I would like every line of the records below that contains the word "width" copied.

*** Record excerpts Section Begins ***

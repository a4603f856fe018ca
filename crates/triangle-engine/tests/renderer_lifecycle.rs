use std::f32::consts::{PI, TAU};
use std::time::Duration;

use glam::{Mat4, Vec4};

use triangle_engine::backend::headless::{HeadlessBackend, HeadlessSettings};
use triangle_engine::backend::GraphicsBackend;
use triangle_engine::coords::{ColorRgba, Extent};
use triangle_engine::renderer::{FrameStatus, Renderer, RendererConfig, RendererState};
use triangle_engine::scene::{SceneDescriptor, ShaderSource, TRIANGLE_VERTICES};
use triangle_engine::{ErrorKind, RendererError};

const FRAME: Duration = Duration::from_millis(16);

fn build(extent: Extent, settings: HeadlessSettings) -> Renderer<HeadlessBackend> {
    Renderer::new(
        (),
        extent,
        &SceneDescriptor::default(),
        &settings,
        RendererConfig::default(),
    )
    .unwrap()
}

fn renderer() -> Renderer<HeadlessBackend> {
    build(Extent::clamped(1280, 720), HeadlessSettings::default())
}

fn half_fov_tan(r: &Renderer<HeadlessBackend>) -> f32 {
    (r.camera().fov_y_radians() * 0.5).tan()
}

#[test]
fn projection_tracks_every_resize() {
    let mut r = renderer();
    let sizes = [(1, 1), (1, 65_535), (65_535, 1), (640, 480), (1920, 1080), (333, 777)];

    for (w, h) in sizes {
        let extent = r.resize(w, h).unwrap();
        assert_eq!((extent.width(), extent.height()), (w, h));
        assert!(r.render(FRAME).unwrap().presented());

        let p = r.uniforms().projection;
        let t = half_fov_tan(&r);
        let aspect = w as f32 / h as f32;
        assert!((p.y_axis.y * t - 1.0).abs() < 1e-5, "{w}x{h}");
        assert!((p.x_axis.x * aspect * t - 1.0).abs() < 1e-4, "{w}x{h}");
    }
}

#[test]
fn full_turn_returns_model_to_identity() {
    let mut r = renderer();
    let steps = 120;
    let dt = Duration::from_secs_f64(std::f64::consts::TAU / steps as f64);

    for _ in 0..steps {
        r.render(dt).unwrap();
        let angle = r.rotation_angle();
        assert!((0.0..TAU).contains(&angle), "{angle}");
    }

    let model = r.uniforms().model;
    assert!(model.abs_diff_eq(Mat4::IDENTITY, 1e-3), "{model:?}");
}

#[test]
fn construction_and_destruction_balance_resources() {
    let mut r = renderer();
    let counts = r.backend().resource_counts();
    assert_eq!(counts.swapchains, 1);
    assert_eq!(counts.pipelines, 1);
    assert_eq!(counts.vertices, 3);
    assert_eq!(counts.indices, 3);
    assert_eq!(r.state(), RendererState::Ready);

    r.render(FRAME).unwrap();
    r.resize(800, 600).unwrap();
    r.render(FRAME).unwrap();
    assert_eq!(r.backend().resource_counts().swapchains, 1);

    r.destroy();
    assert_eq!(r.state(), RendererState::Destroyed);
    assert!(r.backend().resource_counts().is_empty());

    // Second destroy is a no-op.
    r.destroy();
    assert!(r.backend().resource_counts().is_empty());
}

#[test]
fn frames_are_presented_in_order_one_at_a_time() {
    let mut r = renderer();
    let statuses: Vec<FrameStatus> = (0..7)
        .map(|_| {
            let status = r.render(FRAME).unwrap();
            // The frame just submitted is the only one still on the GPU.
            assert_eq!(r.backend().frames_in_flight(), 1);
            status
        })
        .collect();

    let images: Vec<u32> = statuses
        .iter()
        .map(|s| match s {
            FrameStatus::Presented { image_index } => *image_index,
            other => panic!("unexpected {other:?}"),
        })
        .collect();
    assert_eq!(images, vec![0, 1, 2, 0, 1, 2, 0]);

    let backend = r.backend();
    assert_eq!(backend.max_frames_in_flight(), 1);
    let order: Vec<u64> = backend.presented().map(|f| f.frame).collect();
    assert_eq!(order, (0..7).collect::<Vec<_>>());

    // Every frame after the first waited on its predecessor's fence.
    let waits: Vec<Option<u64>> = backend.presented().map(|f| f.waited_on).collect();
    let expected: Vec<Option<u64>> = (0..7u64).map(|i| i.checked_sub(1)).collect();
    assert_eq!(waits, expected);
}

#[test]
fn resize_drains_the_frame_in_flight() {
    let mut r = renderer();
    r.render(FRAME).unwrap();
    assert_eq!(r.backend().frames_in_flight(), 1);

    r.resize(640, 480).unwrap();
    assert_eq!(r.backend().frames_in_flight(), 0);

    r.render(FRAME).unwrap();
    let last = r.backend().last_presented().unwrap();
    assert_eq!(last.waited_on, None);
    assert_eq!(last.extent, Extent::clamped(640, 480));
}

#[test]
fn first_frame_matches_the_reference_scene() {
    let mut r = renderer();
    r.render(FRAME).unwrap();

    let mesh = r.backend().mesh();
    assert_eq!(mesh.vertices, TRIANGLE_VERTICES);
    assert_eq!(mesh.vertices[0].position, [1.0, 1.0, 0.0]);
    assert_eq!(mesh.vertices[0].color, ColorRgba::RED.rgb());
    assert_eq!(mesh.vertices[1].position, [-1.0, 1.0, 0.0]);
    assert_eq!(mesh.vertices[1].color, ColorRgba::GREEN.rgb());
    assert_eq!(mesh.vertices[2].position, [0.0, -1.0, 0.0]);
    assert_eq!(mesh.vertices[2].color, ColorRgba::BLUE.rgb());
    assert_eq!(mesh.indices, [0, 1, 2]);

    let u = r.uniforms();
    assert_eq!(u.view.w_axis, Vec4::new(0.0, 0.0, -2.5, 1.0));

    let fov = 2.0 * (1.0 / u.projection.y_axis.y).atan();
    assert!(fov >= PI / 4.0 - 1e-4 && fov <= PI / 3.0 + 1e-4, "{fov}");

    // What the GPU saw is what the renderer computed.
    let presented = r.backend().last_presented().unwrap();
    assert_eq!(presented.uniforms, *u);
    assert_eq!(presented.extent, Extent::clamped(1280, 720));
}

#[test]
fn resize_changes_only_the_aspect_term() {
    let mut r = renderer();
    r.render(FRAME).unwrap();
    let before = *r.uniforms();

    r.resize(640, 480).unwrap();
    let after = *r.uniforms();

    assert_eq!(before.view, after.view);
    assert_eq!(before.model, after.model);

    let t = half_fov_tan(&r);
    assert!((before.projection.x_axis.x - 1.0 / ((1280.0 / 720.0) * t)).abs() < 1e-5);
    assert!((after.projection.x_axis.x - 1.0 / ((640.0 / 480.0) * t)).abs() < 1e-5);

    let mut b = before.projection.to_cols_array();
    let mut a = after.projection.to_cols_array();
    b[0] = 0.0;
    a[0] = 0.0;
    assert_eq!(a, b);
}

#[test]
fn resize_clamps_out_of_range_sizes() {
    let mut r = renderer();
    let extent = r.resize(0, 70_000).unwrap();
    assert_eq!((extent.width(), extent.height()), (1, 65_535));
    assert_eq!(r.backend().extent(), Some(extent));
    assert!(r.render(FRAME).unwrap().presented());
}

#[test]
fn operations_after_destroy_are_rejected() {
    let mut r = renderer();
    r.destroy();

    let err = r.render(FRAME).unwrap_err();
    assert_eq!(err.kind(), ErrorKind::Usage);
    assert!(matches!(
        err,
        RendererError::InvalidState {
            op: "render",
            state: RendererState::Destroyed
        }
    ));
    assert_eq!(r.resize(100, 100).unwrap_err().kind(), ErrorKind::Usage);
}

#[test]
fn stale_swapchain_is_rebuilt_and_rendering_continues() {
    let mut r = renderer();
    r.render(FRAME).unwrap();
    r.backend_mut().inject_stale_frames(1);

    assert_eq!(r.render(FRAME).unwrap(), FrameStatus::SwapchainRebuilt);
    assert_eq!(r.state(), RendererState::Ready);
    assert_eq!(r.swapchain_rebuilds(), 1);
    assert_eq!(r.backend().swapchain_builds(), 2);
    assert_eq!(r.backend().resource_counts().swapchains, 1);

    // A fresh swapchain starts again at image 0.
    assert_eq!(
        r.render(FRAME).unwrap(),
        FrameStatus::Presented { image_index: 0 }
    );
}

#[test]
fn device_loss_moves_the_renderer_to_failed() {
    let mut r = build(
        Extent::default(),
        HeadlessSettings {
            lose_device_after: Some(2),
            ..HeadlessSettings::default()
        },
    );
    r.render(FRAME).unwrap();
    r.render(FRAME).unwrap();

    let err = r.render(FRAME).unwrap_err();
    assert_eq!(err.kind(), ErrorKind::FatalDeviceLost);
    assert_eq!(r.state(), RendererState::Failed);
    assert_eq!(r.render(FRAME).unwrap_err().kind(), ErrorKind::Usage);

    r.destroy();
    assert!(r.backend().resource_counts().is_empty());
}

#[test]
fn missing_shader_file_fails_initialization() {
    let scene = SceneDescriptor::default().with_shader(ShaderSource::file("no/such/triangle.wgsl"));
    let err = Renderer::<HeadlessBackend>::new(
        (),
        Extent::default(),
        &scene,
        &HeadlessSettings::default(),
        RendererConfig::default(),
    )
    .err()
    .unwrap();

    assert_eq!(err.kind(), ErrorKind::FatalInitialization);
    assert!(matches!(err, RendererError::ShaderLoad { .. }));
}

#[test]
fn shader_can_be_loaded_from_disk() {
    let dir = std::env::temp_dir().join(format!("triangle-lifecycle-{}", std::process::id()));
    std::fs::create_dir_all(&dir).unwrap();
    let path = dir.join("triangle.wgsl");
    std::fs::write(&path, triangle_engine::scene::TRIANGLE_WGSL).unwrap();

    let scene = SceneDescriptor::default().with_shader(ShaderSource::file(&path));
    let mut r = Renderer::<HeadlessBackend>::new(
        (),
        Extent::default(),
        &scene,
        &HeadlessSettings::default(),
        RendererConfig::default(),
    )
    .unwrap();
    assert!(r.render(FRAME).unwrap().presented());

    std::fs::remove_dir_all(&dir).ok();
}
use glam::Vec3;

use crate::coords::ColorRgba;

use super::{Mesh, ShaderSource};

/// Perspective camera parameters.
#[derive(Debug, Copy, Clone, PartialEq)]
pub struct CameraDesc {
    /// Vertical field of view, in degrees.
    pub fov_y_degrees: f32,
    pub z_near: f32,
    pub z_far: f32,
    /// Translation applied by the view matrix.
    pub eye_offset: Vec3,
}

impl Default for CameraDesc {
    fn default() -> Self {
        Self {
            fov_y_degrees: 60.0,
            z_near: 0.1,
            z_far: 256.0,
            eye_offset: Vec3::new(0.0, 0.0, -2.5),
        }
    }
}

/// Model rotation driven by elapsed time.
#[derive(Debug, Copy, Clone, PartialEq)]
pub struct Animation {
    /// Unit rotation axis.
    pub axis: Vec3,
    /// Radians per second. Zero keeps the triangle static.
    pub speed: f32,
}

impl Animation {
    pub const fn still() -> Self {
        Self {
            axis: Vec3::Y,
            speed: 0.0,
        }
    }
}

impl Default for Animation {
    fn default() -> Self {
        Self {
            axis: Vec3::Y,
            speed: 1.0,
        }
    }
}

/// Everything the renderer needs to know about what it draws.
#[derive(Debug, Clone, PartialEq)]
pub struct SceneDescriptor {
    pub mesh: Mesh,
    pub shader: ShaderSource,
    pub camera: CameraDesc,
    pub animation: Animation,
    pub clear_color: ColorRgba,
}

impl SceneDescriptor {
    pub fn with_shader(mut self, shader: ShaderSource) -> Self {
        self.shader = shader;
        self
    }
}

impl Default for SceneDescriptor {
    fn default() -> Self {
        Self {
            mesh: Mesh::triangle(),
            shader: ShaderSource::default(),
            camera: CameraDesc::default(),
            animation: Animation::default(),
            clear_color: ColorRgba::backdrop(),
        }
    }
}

*** Record excerpts Section Ends ***

### Exercise solution
        assert_eq!((extent.width(), extent.height()), (w, h));
    assert_eq!((extent.width(), extent.height()), (1, 65_535));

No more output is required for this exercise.